Nota mental.




En la pared frontal del desnivel que da acceso al garaje del bloque de viviendas de la calle Monasterio de Monfero, portal 16, Ferrol, hay un manchurrón de pintura de menos de un palmo de amplio, puesta a modo de golpe, de ese estrellar de las cosas cuando van con fuerza. Ese manchurrón de pintura, esa plasta, fue mi primera macarrada hará más de diez años, tras habernos mudado de la casa que mis padres tenían en Freixeiro. Diez años han pasado después de haberla dejado, justo un día de octubre, tras un concierto coral en Coruña, para comenzar mi vida universitaria. Regreso a las fotografías grabadas en la memoria al poder descender por la rampa, metido en un coche, a través de la ventanilla, y observar aquel pegote una vez más, y escruto en mi mirada dónde quedaron aquellos ojos claros y verdes que lo analizaban todo. Aquel acto pedagógicamente vandálico fue uno de tantos, como aquel en el que hicimos volar una mierda de perro delante de un portal con varios petardos de carga potente, para dejarlo todo con pequeñas gotitas marrones en una fachada que prometía con los años quedar impoluta para el regocijo y disfrute de sus habitantes. Rememoro todas aquellas mañanas de verano en las que jugaba a ser aventurero, a descubrir solares llenos de restos de obra y montar cabañas.
De un tiempo a esta parte, creo que he dejado de soñar.
A veces me sobresalto con mis propios pensamientos al tratar de convencer a los que tengo cerca de que lo que intento hacer en mis planes de futuro es importante para todos, para superar esta mierda de situación, para el mundo. Es curioso que me vea ante el espejo como un niño, ignorante y crédulo, inofensivo y estúpido, solamente cuando no soy capaz de contenerme ante las adversidades para acabar soltando un pequeño suspiro, audible por toda la cámara. Quiero creer que mantengo la cabeza alta por lo bien que lo hago, pero tanto tiempo buscando aquella varita mágica que mi madre prometió que poseía en algún lugar de mi cabeza, acaba agotando la sonrisa de la intimidad para dejar relucir el llanto de los actos públicos.
Nadie dijo que fuese fácil, chaval.
Por cada película, por cada café, por cada libro, por cada anécdota, por cada abrazo, sale un humo negro, que filtramos como los mejillones, para sacarle lo bueno. No hacerlo te convierte en un cínico y en un borracho. Un genio de un libro, un mítico, un grande, un histórico. Un nadie. No quiero buscar espectativas en mi currículum cuando no he rellenado ni tan siquiera el apartado de idiomas, pero a veces confundo la velocidad con el tocino, y pienso que quizá acabe ignorando las señales del buen camino para acabar no durmiendo nunca ante una almohada llena de aplausos y flashes y copitas de cava y golpes en el hombro.

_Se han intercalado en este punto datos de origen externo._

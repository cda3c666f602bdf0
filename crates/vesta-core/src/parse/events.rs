use std::collections::{BTreeMap, HashMap};

use chrono::{DateTime, NaiveDateTime, Utc};
use serde_json::Value;
use tracing::warn;
use vesta_api::models::{EventLogEnvelope, RawLogEntry};

use crate::error::ParseError;
use crate::model::{DeviceId, DeviceRecord, EventRecord, EventScope, SequenceKey, Source};

const NAIVE_TIME_FORMATS: &[&str] = &["%Y/%m/%d %H:%M:%S", "%Y-%m-%d %H:%M:%S", "%d/%m/%Y %H:%M:%S"];

/// One event log row before scope resolution.
///
/// Scope depends on the device inventory, which is fetched concurrently,
/// so it is attached later by [`LogEntry::into_record`].
#[derive(Debug, Clone, PartialEq, Eq)]
pub struct LogEntry {
    pub sequence_key: SequenceKey,
    pub description: String,
    pub raw_time: String,
    pub occurred_at: Option<DateTime<Utc>>,
    pub zone: Option<String>,
    pub area: Option<String>,
    pub user: Option<String>,
}

impl LogEntry {
    pub fn into_record(self, zones: &ZoneIndex) -> EventRecord {
        let scope = zones.resolve(self.zone.as_deref());
        self.with_scope(scope)
    }

    pub fn with_scope(self, scope: EventScope) -> EventRecord {
        EventRecord {
            scope,
            sequence_key: self.sequence_key,
            description: self.description,
            occurred_at: self.occurred_at,
            raw_time: self.raw_time,
            zone: self.zone,
            area: self.area,
            user: self.user,
        }
    }
}

/// Zone number to device lookup for one inventory.
#[derive(Debug, Clone, Default)]
pub struct ZoneIndex {
    by_zone: HashMap<u32, DeviceId>,
}

impl ZoneIndex {
    pub fn new(devices: &BTreeMap<DeviceId, DeviceRecord>) -> Self {
        let mut by_zone = HashMap::new();
        for device in devices.values() {
            if let Some(zone) = device.zone {
                by_zone.entry(zone).or_insert_with(|| device.id.clone());
            }
        }
        Self { by_zone }
    }

    pub fn resolve(&self, zone: Option<&str>) -> EventScope {
        zone.and_then(|z| z.trim().parse::<u32>().ok())
            .and_then(|z| self.by_zone.get(&z))
            .map_or(EventScope::PanelWide, |id| EventScope::Device(id.clone()))
    }
}

/// Scope each log row was given when first seen, by sequence key.
///
/// A row keeps that scope for as long as the panel keeps returning it,
/// so a later inventory change never turns an old row into a new event
/// in a different window.
#[derive(Debug, Clone, Default)]
pub struct ScopeIndex {
    by_key: HashMap<SequenceKey, EventScope>,
}

impl ScopeIndex {
    /// Attach scopes to one fetched batch. Rows missing from the batch
    /// have left the panel's log and are forgotten.
    pub fn assign(&mut self, entries: Vec<LogEntry>, zones: &ZoneIndex) -> Vec<EventRecord> {
        let mut seen: HashMap<SequenceKey, EventScope> = HashMap::with_capacity(entries.len());
        let records = entries
            .into_iter()
            .map(|entry| {
                let scope = seen
                    .entry(entry.sequence_key.clone())
                    .or_insert_with(|| {
                        self.by_key
                            .get(&entry.sequence_key)
                            .cloned()
                            .unwrap_or_else(|| zones.resolve(entry.zone.as_deref()))
                    })
                    .clone();
                entry.with_scope(scope)
            })
            .collect();
        self.by_key = seen;
        records
    }

    pub fn len(&self) -> usize {
        self.by_key.len()
    }

    pub fn is_empty(&self) -> bool {
        self.by_key.is_empty()
    }
}

/// Parse a `logsGet` body. Rows stay in panel order (newest first).
pub fn parse_event_log(body: &[u8]) -> Result<Vec<LogEntry>, ParseError> {
    let envelope: EventLogEnvelope =
        serde_json::from_slice(body).map_err(|e| ParseError::from_json(Source::Events, &e))?;
    let rows = envelope.into_rows().ok_or(ParseError::MissingField {
        payload: Source::Events,
        field: "logrows",
    })?;

    let mut entries = Vec::with_capacity(rows.len());
    for (index, row) in rows.into_iter().enumerate() {
        match serde_json::from_value::<RawLogEntry>(row) {
            Ok(raw) => entries.push(into_entry(raw)),
            Err(e) => warn!(index, error = %e, "skipping undecodable event row"),
        }
    }
    Ok(entries)
}

fn into_entry(raw: RawLogEntry) -> LogEntry {
    let sequence_key = [raw.uid.as_ref(), raw.id.as_ref()]
        .into_iter()
        .flatten()
        .find_map(key_from_value)
        .unwrap_or_else(|| derived_key(&raw));
    let raw_time = raw.time.unwrap_or_default();
    LogEntry {
        sequence_key,
        description: raw.event.unwrap_or_default(),
        occurred_at: parse_panel_time(&raw_time),
        raw_time,
        zone: raw.zone,
        area: raw.area,
        user: raw.user,
    }
}

fn key_from_value(value: &Value) -> Option<SequenceKey> {
    match value {
        Value::Number(n) => Some(
            n.as_u64()
                .map_or_else(|| SequenceKey::Text(n.to_string()), SequenceKey::Numeric),
        ),
        Value::String(s) => {
            let s = s.trim();
            if s.is_empty() {
                return None;
            }
            Some(
                s.parse::<u64>()
                    .map_or_else(|_| SequenceKey::Text(s.to_owned()), SequenceKey::Numeric),
            )
        }
        _ => None,
    }
}

fn derived_key(raw: &RawLogEntry) -> SequenceKey {
    let parts = [&raw.time, &raw.event, &raw.zone, &raw.area, &raw.user]
        .map(|field| field.as_deref().unwrap_or_default());
    SequenceKey::Text(parts.join("|"))
}

/// Panel time text, RFC 3339 or one of the naive formats (read as UTC).
pub(crate) fn parse_panel_time(text: &str) -> Option<DateTime<Utc>> {
    let text = text.trim();
    if text.is_empty() {
        return None;
    }
    if let Ok(t) = DateTime::parse_from_rfc3339(text) {
        return Some(t.with_timezone(&Utc));
    }
    NAIVE_TIME_FORMATS
        .iter()
        .find_map(|fmt| NaiveDateTime::parse_from_str(text, fmt).ok())
        .map(|naive| naive.and_utc())
}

Son esos momentos en los que, al no encontrar respuestas, quieres mandarlo todo a la mierda.
Hasta que te paras en seco y descubres esos pequeños eslabones perdidos de tu cabeza. Esos segundos de aquella película que te hicieron llorar, de aquel libro que te hizo pensar, de aquella conversación que te hizo gritar, de aquel silencio que te hizo soñar al menos un segundo de tu vida. Sólo un segundo más, por pequeño e insulso que sea. Un segundo que te dice quién eres y qué has venido aquí a buscar. Un segundo, tuyo, y de nadie más.
No es a los demás a quien tratar de convencer. Es a ti. Los demás creen y lo seguirán haciendo. Para eso están.
Nadie descubrió quién fue el que lleno un huevo de plástico de pintura acrílica y lo estampó contra el frontal del garaje del bloque de viviendas de la calle Monasterio de Monfero, portal 16, Ferrol. Quizá porque nunca dejé de creer en ello.
Lo que no me mata, me hará más fuerte. Además, cuento con ventaja.
Los niños, infantiles ellos, como lo es uno, cuando no obtienen respuestas, se las inventan.